The remainder, however, remains true - without the involvement of the Career Manager.

Now that I know the WHOLE story, I can quite readily see her Tp WO denying her request - in fact in some ways I'm surprised it made it past her Det Comd.

However - the gist of what I said may help you in future.

Take care.


----------



## theleg1 (8 Mar 2006)

Does anyone know how long command has to answer a memo passed up the chain of cammand? I thought it was 7 days. As well could some one direct me to a link were this is in writing.

thanks.


----------



## George Wallace (8 Mar 2006)

It would depend on what the Memo is about.  It may not need a reply.

If you are asking questions about the Redress of Grievance process, then that is a different matter, and should be asked as such.  A Memo is a piece of correspondence, nothing more, nothing less.  It is the Subject of the Memo that matters.


----------



## theleg1 (8 Mar 2006)

I am requesting leave without pay for 30 days, and I have not received a reply back yet in regards to this through my command. The chief clerk can not even tell me if they have it.


----------



## TN2IC (8 Mar 2006)

You should of stated a reply time period on the memo. ie.. "Reply no latter then 15 Mar 06".. not "Reply within a week of getting this memo." (That one don't fly well) Remember, you are requesting information, not playing the polite game. Demand the info on paper to CoC, and make sure you send out a Dist List to your Pl WO and Sect Commander so they can back you up on the issue.

Hope it helps a bit...Enjoy


----------



## cbt clk (8 Mar 2006)

I've also seen a tracer memo sent up through the CoC. Something along the lines of wanting to know were the issue stands and when you can reasonably hope for a reply. It is possibly it got misplaced. It happens....


----------



## Michael Dorosh (8 Mar 2006)

TN2IC said:
			
		

> You should of stated a reply time period on the memo. ie.. "Reply no latter then 15 Mar 06".. not "Reply within a week of getting this memo." (That one don't fly well) Remember, you are requesting information, not playing the polite game. Demand the info on paper to CoC, and make sure you send out a Dist List to your Pl WO and Sect Commander so they can back you up on the issue.
> 
> Hope it helps a bit...Enjoy



The word "please" doesn't hurt either....honey and flies and all that... 

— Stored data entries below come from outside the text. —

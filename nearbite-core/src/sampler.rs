//! Bounded random sampling without replacement.

use rand::Rng;
use rand::seq::SliceRandom;

/// Number of picks the "pick for me" feature draws by default.
pub const DEFAULT_PICK_COUNT: usize = 3;

/// Draw up to `k` distinct elements from `candidates`.
///
/// The whole candidate list is shuffled and the first `k` elements taken, so
/// every candidate has the same chance of selection and the output order is
/// itself random. An empty input yields an empty output; when
/// `candidates.len() <= k` the entire set is returned.
///
/// Callers inject the [`Rng`] so tests can pass a seeded generator.
///
/// # Examples
/// ```
/// use rand::SeedableRng;
/// use rand_chacha::ChaCha8Rng;
/// use nearbite_core::pick_random;
///
/// let mut rng = ChaCha8Rng::seed_from_u64(7);
/// let picks = pick_random(&mut rng, &[10, 20, 30, 40], 2);
/// assert_eq!(picks.len(), 2);
/// ```
pub fn pick_random<T, R>(rng: &mut R, candidates: &[T], k: usize) -> Vec<T>
where
    T: Clone,
    R: Rng + ?Sized,
{
    let mut drawn = candidates.to_vec();
    drawn.shuffle(rng);
    drawn.truncate(k);
    drawn
}

#[cfg(test)]
mod tests {
    use super::*;
    use rand::SeedableRng;
    use rand_chacha::ChaCha8Rng;
    use rstest::rstest;
    use std::collections::HashSet;

    #[rstest]
    fn empty_candidates_yield_empty_picks() {
        let mut rng = ChaCha8Rng::seed_from_u64(0);
        let picks: Vec<u32> = pick_random(&mut rng, &[], 3);
        assert!(picks.is_empty());
    }

    #[rstest]
    #[case(0)]
    #[case(1)]
    #[case(42)]
    fn picks_are_distinct_members_of_the_input(#[case] seed: u64) {
        let mut rng = ChaCha8Rng::seed_from_u64(seed);
        let candidates: Vec<u32> = (0..10).collect();
        let picks = pick_random(&mut rng, &candidates, 3);
        assert_eq!(picks.len(), 3);
        let unique: HashSet<u32> = picks.iter().copied().collect();
        assert_eq!(unique.len(), 3);
        assert!(picks.iter().all(|p| candidates.contains(p)));
    }

    #[rstest]
    fn short_input_is_returned_whole() {
        let mut rng = ChaCha8Rng::seed_from_u64(1);
        let picks = pick_random(&mut rng, &[1_u32, 2], 3);
        let unique: HashSet<u32> = picks.iter().copied().collect();
        assert_eq!(unique, HashSet::from([1, 2]));
    }

    // Sanity check that selection is not systematically biased towards a
    // fixed prefix: across many seeds every element should be drawn at
    // least once.
    #[rstest]
    fn every_candidate_is_reachable() {
        let candidates: Vec<u32> = (0..10).collect();
        let mut seen = HashSet::new();
        for seed in 0..200 {
            let mut rng = ChaCha8Rng::seed_from_u64(seed);
            seen.extend(pick_random(&mut rng, &candidates, 3));
        }
        assert_eq!(seen.len(), candidates.len());
    }
}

Make sure ya spell "later" correctly. And "than".   Is it really proper form to put "Reply no later than" in a memo to a superior?


----------



## The Anti-Royal (8 Mar 2006)

It depends on the tone used.  I've found that "A reply within X days would be appreciated", or some such request, works more often than not.


----------



## TN2IC (8 Mar 2006)

Okay Michael point made... my bad.


----------



## Michael Dorosh (8 Mar 2006)

TN2IC said:
			
		

> Okay Michael point made... my bad.



The spelling stuff was just tongue in cheek, but I am serious about the tone towards superiors.  Just curious because I've been surprised in the past - I forget the specific phrase, but there was one closing salutation that as considered ok even though it sounded like one was giving an order to a superior - I was wondering if perhaps this was another example? Memo format changes all the time and I don't pretend to be an SME despite my current trade.


----------



## TN2IC (8 Mar 2006)

Reqs information right of way?


Beats me...


----------



## Michael OLeary (8 Mar 2006)

If there was a requirement for urgency, such as needing to make a financial commitment or specific travel plans, these should have been detailed in the original memo to open the opportunity to request a return by a particular date.  A follow-up memo can also highlight such requirements.

With regard to tone; too blunt or openly rude will easily get an emotional reaction (it's much like posting here) and see something slide off the top of the pile - often while someone waits until they are prepared to deal with it after their initial emotional respones subsides (unlike what we see here).

[Staff training for young officers spends (or at least spent) a lot of time reminding writers to think about the tone (i.e., tactfullness) of their staff work - and understanding that the recipeint doesn't know your personality, can't measure your mood, and doesn't feel the same pressures you do.  It emphasizes the need for clarity and brevity, asking only what is needed, and stating very clearly why.  That also prevents extra time and energy expended on getting the immediate questions answered that an incomplete requests may raise.]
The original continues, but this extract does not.